Biyolojik birlikle ilgili Bahailer şuna inanırlar ki, çeşitli ırklar, uluslar ve etnik gruplar arasında görülen çeşitlilik ya yüzeyseldir (örneğin, ten rengi) ya da insanların geçmişlerindeki veya eğitimlerindeki farklılıklarından kaynaklanır. En temel Bahai öğretilerinden biri, sadece ırksal önyargının değil; cinsiyet, ekonomik statü, din, etnik köken gibi diğer tüm önyargı biçimlerinin de ortadan kaldırılması gerektiği yönündedir.
Bahai öğretileri, etnik ve kültürel çeşitliliğin var olmaya devam edeceğini, ancak insanlığın asıl, ilk bağlılığının ulus veya etnik grup gibi alt gruplara değil, insanlık ırkına olacağını belirtir. Bahai yazılarına göre sadece savaşların değil, gruplar arası rekabetlerin bile sona ereceği bir dönem olacaktır.
Bahai yazıları dünyanın ve insanların birliğinden bahsederken birlik kavramı, tekdüzelik ile eş tutulmamaktadır; bunun yerine Bahai yazıları kültürel, ulusal ve bireysel çeşitliliğin de değerini bilir. Bahai İnancı insanların ve ulusların etnik kökenlerinin, dinlerinin, tarihlerinin, dillerinin, geleneklerinin, düşüncelerinin, ideolojilerinin ve alışkanlıklarının çeşitliliğini görmezden gelmez fakat bastırmaya da çalışmaz.
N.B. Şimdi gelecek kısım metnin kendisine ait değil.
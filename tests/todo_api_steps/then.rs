//! Then steps for todo API BDD scenarios.

use super::world::{TodoWorld, run_async};
use crate::test_helpers::send;
use axum::http::Method;
use rstest_bdd_macros::then;
use serde_json::{Value, json};

fn expect_todo(
    actual: &Value,
    todo_id: u64,
    task: &str,
    completed: bool,
) -> Result<(), eyre::Report> {
    let expected = json!({ "id": todo_id, "task": task, "completed": completed });
    eyre::ensure!(*actual == expected, "expected todo {expected}, found {actual}");
    Ok(())
}

#[then("the response status is {status:u16}")]
fn response_status(world: &TodoWorld, status: u16) -> Result<(), eyre::Report> {
    let actual = world
        .last_status
        .ok_or_else(|| eyre::eyre!("no response recorded in scenario world"))?;
    eyre::ensure!(
        actual.as_u16() == status,
        "expected status {status}, found {actual}"
    );
    Ok(())
}

#[then(r#"the response message is "{message}""#)]
fn response_message(world: &TodoWorld, message: String) -> Result<(), eyre::Report> {
    let body = world.body()?;
    eyre::ensure!(
        body["message"] == json!(message),
        "expected message {message:?}, found {body}"
    );
    Ok(())
}

#[then(r#"the response detail is "{detail}""#)]
fn response_detail(world: &TodoWorld, detail: String) -> Result<(), eyre::Report> {
    let body = world.body()?;
    eyre::ensure!(
        body["detail"] == json!(detail),
        "expected detail {detail:?}, found {body}"
    );
    Ok(())
}

#[then(r#"the returned todo is #{todo_id:u64} "{task}" and open"#)]
fn returned_open_todo(world: &TodoWorld, todo_id: u64, task: String) -> Result<(), eyre::Report> {
    expect_todo(&world.body()?["todo"], todo_id, &task, false)
}

#[then(r#"the returned todo is #{todo_id:u64} "{task}" and completed"#)]
fn returned_completed_todo(
    world: &TodoWorld,
    todo_id: u64,
    task: String,
) -> Result<(), eyre::Report> {
    expect_todo(&world.body()?["todo"], todo_id, &task, true)
}

#[then(r#"the listing contains exactly todo #{todo_id:u64} "{task}" and open"#)]
fn listing_contains_single_todo(
    world: &TodoWorld,
    todo_id: u64,
    task: String,
) -> Result<(), eyre::Report> {
    let todos = world
        .body()?
        .as_array()
        .ok_or_else(|| eyre::eyre!("listing is not an array"))?;
    eyre::ensure!(todos.len() == 1, "expected one todo, found {}", todos.len());
    let todo = todos
        .first()
        .ok_or_else(|| eyre::eyre!("expected at least one todo"))?;
    expect_todo(todo, todo_id, &task, false)
}

#[then("the todo list is empty")]
fn todo_list_is_empty(world: &TodoWorld) -> Result<(), eyre::Report> {
    let listed = run_async(send(&world.app, Method::GET, "/todos", None))?;
    eyre::ensure!(
        listed.body == json!([]),
        "expected an empty listing, found {}",
        listed.body
    );
    Ok(())
}
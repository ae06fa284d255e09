//! Todo service: a minimal task-list HTTP API backed by `PostgreSQL`.
//!
//! # Architecture
//!
//! The crate follows hexagonal architecture principles:
//!
//! - **Domain**: the todo entity with no infrastructure dependencies
//! - **Ports**: the repository trait the services depend on
//! - **Adapters**: `PostgreSQL` and in-memory repository implementations
//!
//! # Modules
//!
//! - [`todo`]: Todo domain, persistence, and services
//! - [`http`]: Routes, error mapping, and the serve loop
//! - [`config`]: Startup configuration
//! - [`telemetry`]: Tracing subscriber setup

pub mod config;
pub mod http;
pub mod telemetry;
pub mod todo;
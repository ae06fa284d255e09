//! Shared HTTP helpers for integration tests.

use std::sync::Arc;

use axum::Router;
use axum::body::{Body, to_bytes};
use axum::http::{HeaderMap, Method, Request, StatusCode, header};
use eyre::WrapErr;
use serde_json::Value;
use todo_service::http::build_router;
use todo_service::todo::{adapters::memory::InMemoryTodoRepository, services::TodoService};
use tower::ServiceExt;

/// Largest response body the helpers will buffer.
const BODY_LIMIT: usize = 64 * 1024;

/// Decoded response: status, headers, and JSON body (`Null` when empty).
pub struct TestResponse {
    /// Response status code.
    pub status: StatusCode,
    /// Response headers.
    pub headers: HeaderMap,
    /// Parsed JSON body.
    pub body: Value,
}

/// Builds the full application router over an empty in-memory repository.
pub fn in_memory_app() -> Router {
    build_router(TodoService::new(Arc::new(InMemoryTodoRepository::new())))
}

/// Sends a request with an optional JSON body.
///
/// # Errors
///
/// Returns an error if the request cannot be built or the response body is
/// not valid JSON.
pub async fn send(
    router: &Router,
    method: Method,
    uri: &str,
    body: Option<Value>,
) -> Result<TestResponse, eyre::Report> {
    let builder = Request::builder().method(method).uri(uri);
    let request = match body {
        Some(json) => builder
            .header(header::CONTENT_TYPE, "application/json")
            .body(Body::from(json.to_string())),
        None => builder.body(Body::empty()),
    }
    .wrap_err("build request")?;
    send_request(router, request).await
}

/// Sends a prebuilt request.
///
/// # Errors
///
/// Returns an error if the response body cannot be read or is not JSON.
pub async fn send_request(
    router: &Router,
    request: Request<Body>,
) -> Result<TestResponse, eyre::Report> {
    let response = router
        .clone()
        .oneshot(request)
        .await
        .wrap_err("dispatch request")?;
    let status = response.status();
    let headers = response.headers().clone();
    let bytes = to_bytes(response.into_body(), BODY_LIMIT)
        .await
        .wrap_err("read response body")?;
    let body = if bytes.is_empty() {
        Value::Null
    } else {
        serde_json::from_slice(&bytes).wrap_err("parse response body")?
    };
    Ok(TestResponse {
        status,
        headers,
        body,
    })
}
Birliğe dair parolası “çeşitlilik içinde birlik”tir.
Dinin tekliği
Bahai öğretileri, Tanrı tarafından aşamalı olarak insanlığa tanıtılan tek bir din olduğunu belirtir. İnsanlık olgunlaştıkça ve anlama kapasitesi arttıkça bu din, Allah tarafından Elçileri aracılığıyla insanlığa sürekli olarak açıklanır. Bahai yazıları, dinlerde görülen farklılıkların, o dinin açıklanma zamanı gereği olduğunu belirtir. Bahailer İbrahim, Musa, İsa, Buda, Muhammed, Bab gibi tüm geçmiş Tanrı Elçilerini tanır ve her birini birer İlahi Eğitmen olarak kabul eder. Ayrıca “” olarak andıkları tüm bu Şahsiyetlerin temellerinin ve kaynaklarının tek ve bir olduğuna inanırlar.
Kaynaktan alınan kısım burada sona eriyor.